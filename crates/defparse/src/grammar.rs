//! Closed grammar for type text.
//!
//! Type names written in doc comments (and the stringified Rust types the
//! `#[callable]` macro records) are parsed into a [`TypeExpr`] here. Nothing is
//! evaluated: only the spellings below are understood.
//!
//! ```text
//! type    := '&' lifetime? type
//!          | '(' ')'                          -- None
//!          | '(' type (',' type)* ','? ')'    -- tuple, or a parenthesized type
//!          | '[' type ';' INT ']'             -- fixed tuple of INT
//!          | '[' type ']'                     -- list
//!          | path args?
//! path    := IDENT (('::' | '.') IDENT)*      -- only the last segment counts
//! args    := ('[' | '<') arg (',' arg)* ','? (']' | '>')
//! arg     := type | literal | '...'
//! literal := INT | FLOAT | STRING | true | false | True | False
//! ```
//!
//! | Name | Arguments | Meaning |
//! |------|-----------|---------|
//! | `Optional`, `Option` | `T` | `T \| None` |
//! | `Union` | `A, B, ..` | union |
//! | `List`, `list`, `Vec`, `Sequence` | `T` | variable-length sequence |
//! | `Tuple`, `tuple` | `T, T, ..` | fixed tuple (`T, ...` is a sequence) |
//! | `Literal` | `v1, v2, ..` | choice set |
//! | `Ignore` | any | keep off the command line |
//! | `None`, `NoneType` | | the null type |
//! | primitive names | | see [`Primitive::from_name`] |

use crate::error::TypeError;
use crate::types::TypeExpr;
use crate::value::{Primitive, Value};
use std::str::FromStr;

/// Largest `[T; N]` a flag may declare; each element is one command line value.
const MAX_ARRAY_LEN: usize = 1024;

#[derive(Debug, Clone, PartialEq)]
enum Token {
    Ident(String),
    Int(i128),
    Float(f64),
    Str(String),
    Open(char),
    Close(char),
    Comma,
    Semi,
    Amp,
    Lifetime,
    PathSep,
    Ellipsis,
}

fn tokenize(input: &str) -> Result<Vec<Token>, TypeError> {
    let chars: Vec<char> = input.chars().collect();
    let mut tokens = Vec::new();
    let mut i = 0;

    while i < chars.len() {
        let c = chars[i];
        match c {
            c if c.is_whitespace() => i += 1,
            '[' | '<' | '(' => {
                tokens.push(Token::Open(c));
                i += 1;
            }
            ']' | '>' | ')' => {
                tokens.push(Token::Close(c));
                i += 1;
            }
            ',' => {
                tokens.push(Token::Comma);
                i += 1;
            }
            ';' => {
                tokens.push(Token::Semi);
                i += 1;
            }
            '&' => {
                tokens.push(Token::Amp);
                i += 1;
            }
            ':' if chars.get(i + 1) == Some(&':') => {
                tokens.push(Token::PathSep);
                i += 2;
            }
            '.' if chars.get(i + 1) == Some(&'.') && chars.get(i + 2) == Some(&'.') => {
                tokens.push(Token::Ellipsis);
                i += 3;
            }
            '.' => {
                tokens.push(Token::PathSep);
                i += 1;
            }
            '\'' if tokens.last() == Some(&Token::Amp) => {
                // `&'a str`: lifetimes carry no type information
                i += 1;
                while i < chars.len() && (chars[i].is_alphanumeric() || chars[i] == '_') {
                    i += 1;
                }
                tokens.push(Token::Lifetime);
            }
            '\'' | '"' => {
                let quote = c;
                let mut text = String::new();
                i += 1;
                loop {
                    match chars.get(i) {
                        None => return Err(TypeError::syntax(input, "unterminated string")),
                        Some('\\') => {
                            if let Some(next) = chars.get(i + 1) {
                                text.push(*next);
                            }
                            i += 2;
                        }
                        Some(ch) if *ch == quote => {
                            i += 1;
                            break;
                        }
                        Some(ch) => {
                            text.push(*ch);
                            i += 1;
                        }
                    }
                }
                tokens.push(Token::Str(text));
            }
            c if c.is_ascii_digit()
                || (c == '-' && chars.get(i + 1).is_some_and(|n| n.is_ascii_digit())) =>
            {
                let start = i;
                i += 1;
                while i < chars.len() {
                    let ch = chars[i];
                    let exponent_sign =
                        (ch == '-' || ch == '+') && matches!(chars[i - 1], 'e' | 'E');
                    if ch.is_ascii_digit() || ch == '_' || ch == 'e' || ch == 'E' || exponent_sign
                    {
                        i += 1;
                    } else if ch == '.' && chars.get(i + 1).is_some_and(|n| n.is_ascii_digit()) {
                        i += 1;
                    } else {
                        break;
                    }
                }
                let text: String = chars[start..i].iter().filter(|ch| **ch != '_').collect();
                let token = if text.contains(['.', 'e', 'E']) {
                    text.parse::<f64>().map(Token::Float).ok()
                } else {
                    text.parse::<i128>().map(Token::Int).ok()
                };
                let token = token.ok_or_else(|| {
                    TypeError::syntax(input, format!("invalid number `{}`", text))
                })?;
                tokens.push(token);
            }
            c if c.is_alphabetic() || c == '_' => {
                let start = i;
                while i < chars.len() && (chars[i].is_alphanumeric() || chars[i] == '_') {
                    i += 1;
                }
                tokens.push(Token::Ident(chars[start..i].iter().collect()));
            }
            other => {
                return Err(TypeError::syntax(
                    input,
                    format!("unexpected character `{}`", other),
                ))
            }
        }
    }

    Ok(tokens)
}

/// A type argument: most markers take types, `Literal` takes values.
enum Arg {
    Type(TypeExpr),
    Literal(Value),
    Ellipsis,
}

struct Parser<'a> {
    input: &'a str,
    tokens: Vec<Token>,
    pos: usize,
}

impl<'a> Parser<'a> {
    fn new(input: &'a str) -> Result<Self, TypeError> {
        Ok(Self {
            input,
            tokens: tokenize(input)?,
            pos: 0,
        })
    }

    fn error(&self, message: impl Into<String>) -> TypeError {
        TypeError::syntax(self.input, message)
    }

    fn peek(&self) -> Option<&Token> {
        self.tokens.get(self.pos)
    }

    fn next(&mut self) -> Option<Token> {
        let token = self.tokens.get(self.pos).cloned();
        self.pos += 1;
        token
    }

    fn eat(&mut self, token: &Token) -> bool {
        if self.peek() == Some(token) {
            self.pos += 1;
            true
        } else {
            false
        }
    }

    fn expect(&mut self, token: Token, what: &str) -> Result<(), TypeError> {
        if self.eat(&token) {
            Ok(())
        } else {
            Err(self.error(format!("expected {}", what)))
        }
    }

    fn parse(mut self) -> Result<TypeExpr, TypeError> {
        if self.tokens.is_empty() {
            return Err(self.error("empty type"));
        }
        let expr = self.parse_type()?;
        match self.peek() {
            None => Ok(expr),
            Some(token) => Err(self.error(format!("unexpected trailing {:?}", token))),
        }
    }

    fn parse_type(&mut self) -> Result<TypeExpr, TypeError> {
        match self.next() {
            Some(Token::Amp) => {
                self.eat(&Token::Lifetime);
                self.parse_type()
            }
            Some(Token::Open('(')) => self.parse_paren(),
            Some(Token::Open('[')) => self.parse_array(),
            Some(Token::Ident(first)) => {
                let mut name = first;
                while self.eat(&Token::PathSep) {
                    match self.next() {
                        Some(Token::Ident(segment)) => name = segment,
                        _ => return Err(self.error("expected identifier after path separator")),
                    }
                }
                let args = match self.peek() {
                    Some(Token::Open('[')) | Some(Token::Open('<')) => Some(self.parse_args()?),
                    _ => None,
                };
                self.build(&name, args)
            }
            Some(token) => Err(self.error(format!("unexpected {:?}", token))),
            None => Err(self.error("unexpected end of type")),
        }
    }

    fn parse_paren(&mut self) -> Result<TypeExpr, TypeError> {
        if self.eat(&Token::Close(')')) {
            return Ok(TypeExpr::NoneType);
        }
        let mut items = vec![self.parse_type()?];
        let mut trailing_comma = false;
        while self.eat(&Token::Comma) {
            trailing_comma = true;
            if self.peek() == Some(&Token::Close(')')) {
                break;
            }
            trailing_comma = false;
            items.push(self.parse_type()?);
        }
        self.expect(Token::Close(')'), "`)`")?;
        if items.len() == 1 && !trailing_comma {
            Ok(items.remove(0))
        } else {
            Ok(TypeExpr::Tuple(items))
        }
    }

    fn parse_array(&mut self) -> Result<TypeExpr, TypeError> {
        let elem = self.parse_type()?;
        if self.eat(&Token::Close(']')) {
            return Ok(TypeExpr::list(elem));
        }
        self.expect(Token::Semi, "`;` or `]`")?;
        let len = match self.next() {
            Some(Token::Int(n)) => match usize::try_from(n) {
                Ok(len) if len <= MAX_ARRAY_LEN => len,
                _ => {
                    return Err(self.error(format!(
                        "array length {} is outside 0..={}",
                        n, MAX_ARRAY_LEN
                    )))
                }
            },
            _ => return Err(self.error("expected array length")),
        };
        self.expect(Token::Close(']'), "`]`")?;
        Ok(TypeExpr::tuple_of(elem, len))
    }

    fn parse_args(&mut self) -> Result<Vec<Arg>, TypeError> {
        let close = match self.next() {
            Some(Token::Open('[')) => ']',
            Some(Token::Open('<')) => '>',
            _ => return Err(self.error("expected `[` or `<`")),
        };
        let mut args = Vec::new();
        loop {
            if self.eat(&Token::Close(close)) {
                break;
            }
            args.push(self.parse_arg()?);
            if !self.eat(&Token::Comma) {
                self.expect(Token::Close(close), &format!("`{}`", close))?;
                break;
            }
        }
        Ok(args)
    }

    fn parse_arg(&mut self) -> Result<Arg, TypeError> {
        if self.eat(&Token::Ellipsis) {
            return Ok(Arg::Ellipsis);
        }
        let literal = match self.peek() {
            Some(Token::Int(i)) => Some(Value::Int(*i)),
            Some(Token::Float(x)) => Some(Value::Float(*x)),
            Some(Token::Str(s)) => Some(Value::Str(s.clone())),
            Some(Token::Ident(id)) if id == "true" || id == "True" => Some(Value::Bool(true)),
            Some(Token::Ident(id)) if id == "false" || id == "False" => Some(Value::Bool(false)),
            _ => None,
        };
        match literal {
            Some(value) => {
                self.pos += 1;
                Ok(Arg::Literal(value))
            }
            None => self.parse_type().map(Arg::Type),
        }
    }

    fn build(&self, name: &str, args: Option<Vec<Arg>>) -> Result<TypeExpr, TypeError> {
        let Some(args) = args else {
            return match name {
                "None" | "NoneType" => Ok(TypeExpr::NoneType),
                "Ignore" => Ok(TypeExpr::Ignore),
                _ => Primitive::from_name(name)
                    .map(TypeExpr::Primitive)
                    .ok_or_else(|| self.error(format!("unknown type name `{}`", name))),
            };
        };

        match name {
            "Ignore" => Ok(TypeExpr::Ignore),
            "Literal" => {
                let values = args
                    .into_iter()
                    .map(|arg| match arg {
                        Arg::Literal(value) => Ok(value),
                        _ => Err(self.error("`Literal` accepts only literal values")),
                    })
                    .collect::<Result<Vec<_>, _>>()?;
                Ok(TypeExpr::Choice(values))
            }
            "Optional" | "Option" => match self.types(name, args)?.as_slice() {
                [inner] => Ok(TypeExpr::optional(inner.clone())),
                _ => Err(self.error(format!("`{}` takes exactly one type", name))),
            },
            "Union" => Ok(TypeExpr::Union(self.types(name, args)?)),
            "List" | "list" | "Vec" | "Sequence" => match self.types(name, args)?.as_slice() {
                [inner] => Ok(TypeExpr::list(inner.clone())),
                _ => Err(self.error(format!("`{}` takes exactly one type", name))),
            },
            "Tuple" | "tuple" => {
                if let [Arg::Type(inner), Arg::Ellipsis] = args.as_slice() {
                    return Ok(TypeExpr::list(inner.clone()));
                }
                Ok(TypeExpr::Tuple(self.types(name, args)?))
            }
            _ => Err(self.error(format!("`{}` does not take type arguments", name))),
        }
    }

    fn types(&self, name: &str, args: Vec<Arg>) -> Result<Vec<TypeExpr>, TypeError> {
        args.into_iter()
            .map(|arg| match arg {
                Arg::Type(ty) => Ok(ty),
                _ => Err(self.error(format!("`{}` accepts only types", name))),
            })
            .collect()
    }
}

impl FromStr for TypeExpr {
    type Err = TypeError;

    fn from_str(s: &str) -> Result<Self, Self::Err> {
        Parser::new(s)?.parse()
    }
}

Work item →
With "message" as the string to match, show every line of the entries above that has it.

Output of the exercise →
    fn error(&self, message: impl Into<String>) -> TypeError {
        TypeError::syntax(self.input, message)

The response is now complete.